#### [YOUR OBJECTIVE]
Within the material that follows, how many lines include the string "precision"? Answer with the number and nothing more.

#### [RECORDS PROVIDED]
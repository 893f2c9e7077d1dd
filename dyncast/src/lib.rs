// Copyright 2026 the Dyncast Authors
// SPDX-License-Identifier: Apache-2.0 OR MIT

//! `dyncast`: checked, lazily converting typed views over [`dynobj`] runtime values.
//!
//! Host code declares the shape it expects as a Rust type, such as `Dict<String, List<i64>>`,
//! and converts a runtime value with [`cast_from_handle`] (the caller keeps its reference) or
//! [`cast_from_handle_steal`] (the caller hands its reference over). Conversion checks only the
//! outermost structure; elements are converted lazily, one at a time, as they are read.
//!
//! ```
//! use dynobj::Runtime;
//! use dyncast::{IntoObject, List, cast_from_handle};
//!
//! let rt = Runtime::new();
//! let obj = vec![1_i64, 2, 3].into_runtime(&rt)?;
//! let list: List<i64> = cast_from_handle(&rt, obj.handle())?;
//! list.append(4)?;
//! let total: i64 = list.iter().map(Result::unwrap).sum();
//! assert_eq!(total, 10);
//! # Ok::<(), dyncast::CastError>(())
//! ```
//!
//! ## Views
//!
//! | type | accepts | descriptor |
//! |---|---|---|
//! | [`List<T>`] | lists | `List[T]` |
//! | [`Dict<K, V>`] | dicts | `Dict[K, V]` |
//! | [`Tuple<(A, B, ...)>`](Tuple) | tuples of matching arity | `Tuple[A, B, ...]` |
//! | [`Optional<T>`] | `None` or `T` | `Optional[T]` |
//! | [`Union<(A, B, ...)>`](Union) | any alternative | `Union[A, B, ...]` |
//! | [`Iter<T>`] | iterators | `Iterator[T]` |
//! | [`Iterable<T>`] | anything iterable | `Iterable[T]` |
//! | [`Sequence<T>`] | lists, tuples, strings, protocol sequences | `Sequence[T]` |
//! | [`Custom<T>`] | host objects holding `T` | `T`'s own name |
//! | [`Any`] | everything | `Any` |
//!
//! Host scalars (`i64`, `f64`, `bool`, `String`, ...) and host composites (`Vec<T>`,
//! `Option<T>`, `BTreeMap<K, V>`, tuples) convert eagerly instead.
//!
//! Every conversion runs in a [`dynobj::ScopeKind::Convert`] trace scope.
//!
//! This crate is `no_std + alloc`.

#![no_std]

extern crate alloc;

#[cfg(feature = "std")]
extern crate std;

mod view;

pub mod adapter;
pub mod cast;
mod custom;
pub mod descr;
mod dict;
pub mod error;
pub mod into;
pub mod iter;
mod iterable;
mod iterator;
mod list;
mod optional;
pub mod ownership;
mod sequence;
pub mod signature;
mod tuple;
mod union;

pub use adapter::{
    ByCopy, ByMove, ByReference, ReturnPolicy, declare_iterator, make_iterator,
    make_iterator_with,
};
pub use cast::{FromObject, cast_from_handle, cast_from_handle_steal};
pub use custom::Custom;
pub use descr::{TypeDescr, TypeName, descriptor};
pub use dict::{Dict, DictIter, KeysIter};
pub use error::CastError;
pub use into::IntoObject;
pub use iter::{CastIter, Cursor, Position};
pub use iterable::{Iterable, IterableIter};
pub use iterator::{Iter, IterIter};
pub use list::{List, ListIter};
pub use optional::Optional;
pub use ownership::{Borrowed, Ownership, Stolen};
pub use sequence::{Sequence, SequenceIter};
pub use signature::Signature;
pub use tuple::{Tuple, TupleIndex, TupleIter, TupleSpec};
pub use union::{Union, UnionSpec};

/// The universal view: any runtime value, unchecked.
pub type Any = dynobj::Object;
//! Command-line interface

use crate::types::{TimeUnit, TransportMode};
use clap::Parser;
use std::path::PathBuf;

/// Ping-pong latency benchmark - paced round-trip and one-way message timing
#[derive(Parser, Debug, Clone)]
#[command(name = "pingpong")]
#[command(version, about, long_about = None)]
pub struct Cli {
    /// Echo every payload back and time the full round trip
    #[arg(short = 'r', long)]
    pub receive: bool,

    /// Reported iterations [default: 20]
    #[arg(short, long)]
    pub iterations: Option<u64>,

    /// Run length in seconds; overrides --iterations when positive
    #[arg(short, long, value_parser = parse_duration)]
    pub duration: Option<f64>,

    /// Leading iterations executed but not reported [default: 0]
    #[arg(short, long)]
    pub skip: Option<u64>,

    /// Microseconds between sends, 0 for back-to-back [default: 0]
    #[arg(short, long, value_name = "MICROSECONDS")]
    pub frequency: Option<u64>,

    /// Output unit: s, ms, us or ns [default: us]
    #[arg(short, long, value_parser = parse_unit)]
    pub units: Option<TimeUnit>,

    /// Decimal places [default: 9 for s, 6 for ms, 3 for us, 0 for ns]
    #[arg(short, long)]
    pub precision: Option<usize>,

    /// Print the send time relative to the first reported send before each latency
    #[arg(short, long)]
    pub timestamp: bool,

    /// Payload size in bytes, control byte included [default: 4]
    #[arg(short, long, value_name = "BYTES")]
    pub message_size: Option<usize>,

    /// Samples per results page [default: 1024]
    #[arg(long, value_name = "SAMPLES")]
    pub page_size: Option<usize>,

    /// Transport: local (both roles in this process) or tcp [default: local]
    #[arg(long, value_parser = parse_transport)]
    pub transport: Option<TransportMode>,

    /// Role in tcp mode: 0 drives the run, 1 responds [default: 0]
    #[arg(long)]
    pub rank: Option<u32>,

    /// Address rank 1 listens on and rank 0 connects to [default: 127.0.0.1:7878]
    #[arg(long, value_name = "HOST:PORT")]
    pub address: Option<String>,

    /// Seconds rank 0 keeps retrying the connection [default: 10]
    #[arg(long, value_name = "SECONDS")]
    pub connect_timeout: Option<u64>,

    /// Force colored diagnostics
    #[arg(long)]
    pub color: bool,

    /// Disable colored diagnostics
    #[arg(long)]
    pub no_color: bool,

    /// Enable verbose output
    #[arg(long)]
    pub verbose: bool,

    /// Enable debug output
    #[arg(long)]
    pub debug: bool,

    /// List supported environment variables and exit
    #[arg(long)]
    pub env_help: bool,

    /// Write an example .env file to PATH and exit
    #[arg(long, value_name = "PATH")]
    pub write_env_example: Option<PathBuf>,
}

impl Cli {
    /// Validate CLI arguments for conflicts and requirements
    pub fn validate(&self) -> Result<(), String> {
        if self.color && self.no_color {
            return Err("Cannot specify both --color and --no-color".to_string());
        }

        if let Some(rank) = self.rank {
            if rank > 1 {
                return Err(format!("--rank must be 0 or 1, got {}", rank));
            }
            if self.transport != Some(TransportMode::Tcp) {
                return Err("--rank requires --transport tcp".to_string());
            }
        }

        if self.message_size == Some(0) {
            return Err("--message-size must be at least 1".to_string());
        }

        if self.page_size == Some(0) {
            return Err("--page-size must be greater than 0".to_string());
        }

        Ok(())
    }

    /// True when the process only prints help material
    pub fn is_info_request(&self) -> bool {
        self.env_help || self.write_env_example.is_some()
    }

    /// Check if colors should be enabled
    pub fn use_colors(&self) -> bool {
        if self.color {
            true
        } else if self.no_color {
            false
        } else {
            supports_color()
        }
    }

    /// Get configuration summary for display
    pub fn get_config_summary(&self) -> String {
        let mut summary = String::new();

        summary.push_str("Command-line Overrides:\n");
        if let Some(iterations) = self.iterations {
            summary.push_str(&format!("  Iterations: {}\n", iterations));
        }
        if let Some(duration) = self.duration {
            summary.push_str(&format!("  Duration: {}s\n", duration));
        }
        if let Some(skip) = self.skip {
            summary.push_str(&format!("  Skip: {}\n", skip));
        }
        if let Some(frequency) = self.frequency {
            summary.push_str(&format!("  Send interval: {}us\n", frequency));
        }
        if let Some(units) = self.units {
            summary.push_str(&format!("  Units: {}\n", units));
        }
        if let Some(transport) = self.transport {
            summary.push_str(&format!("  Transport: {}\n", transport));
        }
        summary.push_str(&format!("  Echo: {}\n", self.receive));
        summary.push_str(&format!("  Timestamps: {}\n", self.timestamp));
        summary.push_str(&format!("  Colored output: {}\n", self.use_colors()));
        summary.push_str(&format!("  Verbose mode: {}\n", self.verbose));
        summary.push_str(&format!("  Debug mode: {}\n", self.debug));

        summary
    }
}

/// Parse a run length in seconds
fn parse_duration(s: &str) -> Result<f64, String> {
    let secs: f64 = s
        .trim()
        .parse()
        .map_err(|_| format!("Invalid duration: {}", s))?;
    if !secs.is_finite() || secs < 0.0 {
        return Err(format!("Duration must be a non-negative number of seconds: {}", s));
    }
    Ok(secs)
}

fn parse_unit(s: &str) -> Result<TimeUnit, String> {
    s.parse::<TimeUnit>().map_err(|e| e.to_string())
}

fn parse_transport(s: &str) -> Result<TransportMode, String> {
    s.parse::<TransportMode>().map_err(|e| e.to_string())
}

/// Check if the terminal supports color output
fn supports_color() -> bool {
    if let Ok(term) = std::env::var("TERM") {
        if term == "dumb" {
            return false;
        }
    }

    if std::env::var("NO_COLOR").is_ok() {
        return false;
    }

    if std::env::var("FORCE_COLOR").is_ok() {
        return true;
    }

    #[cfg(unix)]
    {
        true
    }
    #[cfg(not(unix))]
    {
        false
    }
}

#[cfg(test)]
mod tests {
    use super::*;

    #[test]
    fn test_defaults_leave_overrides_unset() {
        let cli = Cli::parse_from(["pingpong"]);
        assert!(cli.iterations.is_none());
        assert!(cli.duration.is_none());
        assert!(cli.units.is_none());
        assert!(!cli.receive);
        assert!(!cli.timestamp);
        assert!(cli.validate().is_ok());
    }

    #[test]
    fn test_short_flags() {
        let cli = Cli::parse_from([
            "pingpong", "-r", "-i", "50", "-s", "5", "-f", "100", "-u", "ns", "-p", "2", "-t", "-m", "64",
        ]);
        assert!(cli.receive);
        assert_eq!(cli.iterations, Some(50));
        assert_eq!(cli.skip, Some(5));
        assert_eq!(cli.frequency, Some(100));
        assert_eq!(cli.units, Some(TimeUnit::Ns));
        assert_eq!(cli.precision, Some(2));
        assert!(cli.timestamp);
        assert_eq!(cli.message_size, Some(64));
    }

    #[test]
    fn test_duration_parsing() {
        let cli = Cli::parse_from(["pingpong", "-d", "0.5"]);
        assert_eq!(cli.duration, Some(0.5));

        assert!(Cli::try_parse_from(["pingpong", "-d", "-1"]).is_err());
        assert!(Cli::try_parse_from(["pingpong", "-d", "soon"]).is_err());
    }

    #[test]
    fn test_invalid_unit_rejected() {
        assert!(Cli::try_parse_from(["pingpong", "-u", "minutes"]).is_err());
    }

    #[test]
    fn test_tcp_options() {
        let cli = Cli::parse_from([
            "pingpong", "--transport", "tcp", "--rank", "1", "--address", "0.0.0.0:9000", "--connect-timeout", "3",
        ]);
        assert_eq!(cli.transport, Some(TransportMode::Tcp));
        assert_eq!(cli.rank, Some(1));
        assert_eq!(cli.address.as_deref(), Some("0.0.0.0:9000"));
        assert!(cli.validate().is_ok());
    }

    #[test]
    fn test_validation_conflicts() {
        let cli = Cli::parse_from(["pingpong", "--color", "--no-color"]);
        assert!(cli.validate().is_err());

        let cli = Cli::parse_from(["pingpong", "--rank", "1"]);
        assert!(cli.validate().unwrap_err().contains("--transport tcp"));

        let cli = Cli::parse_from(["pingpong", "--transport", "tcp", "--rank", "2"]);
        assert!(cli.validate().is_err());

        let cli = Cli::parse_from(["pingpong", "-m", "0"]);
        assert!(cli.validate().is_err());
    }

    #[test]
    fn test_no_color_flag() {
        let cli = Cli::parse_from(["pingpong", "--no-color"]);
        assert!(!cli.use_colors());
        let cli = Cli::parse_from(["pingpong", "--color"]);
        assert!(cli.use_colors());
    }

    #[test]
    fn test_config_summary_lists_overrides() {
        let cli = Cli::parse_from(["pingpong", "-i", "9", "-u", "ms"]);
        let summary = cli.get_config_summary();
        assert!(summary.contains("Iterations: 9"));
        assert!(summary.contains("Units: ms"));
        assert!(!summary.contains("Duration"));
    }
}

#### [ANSWER BOX]
2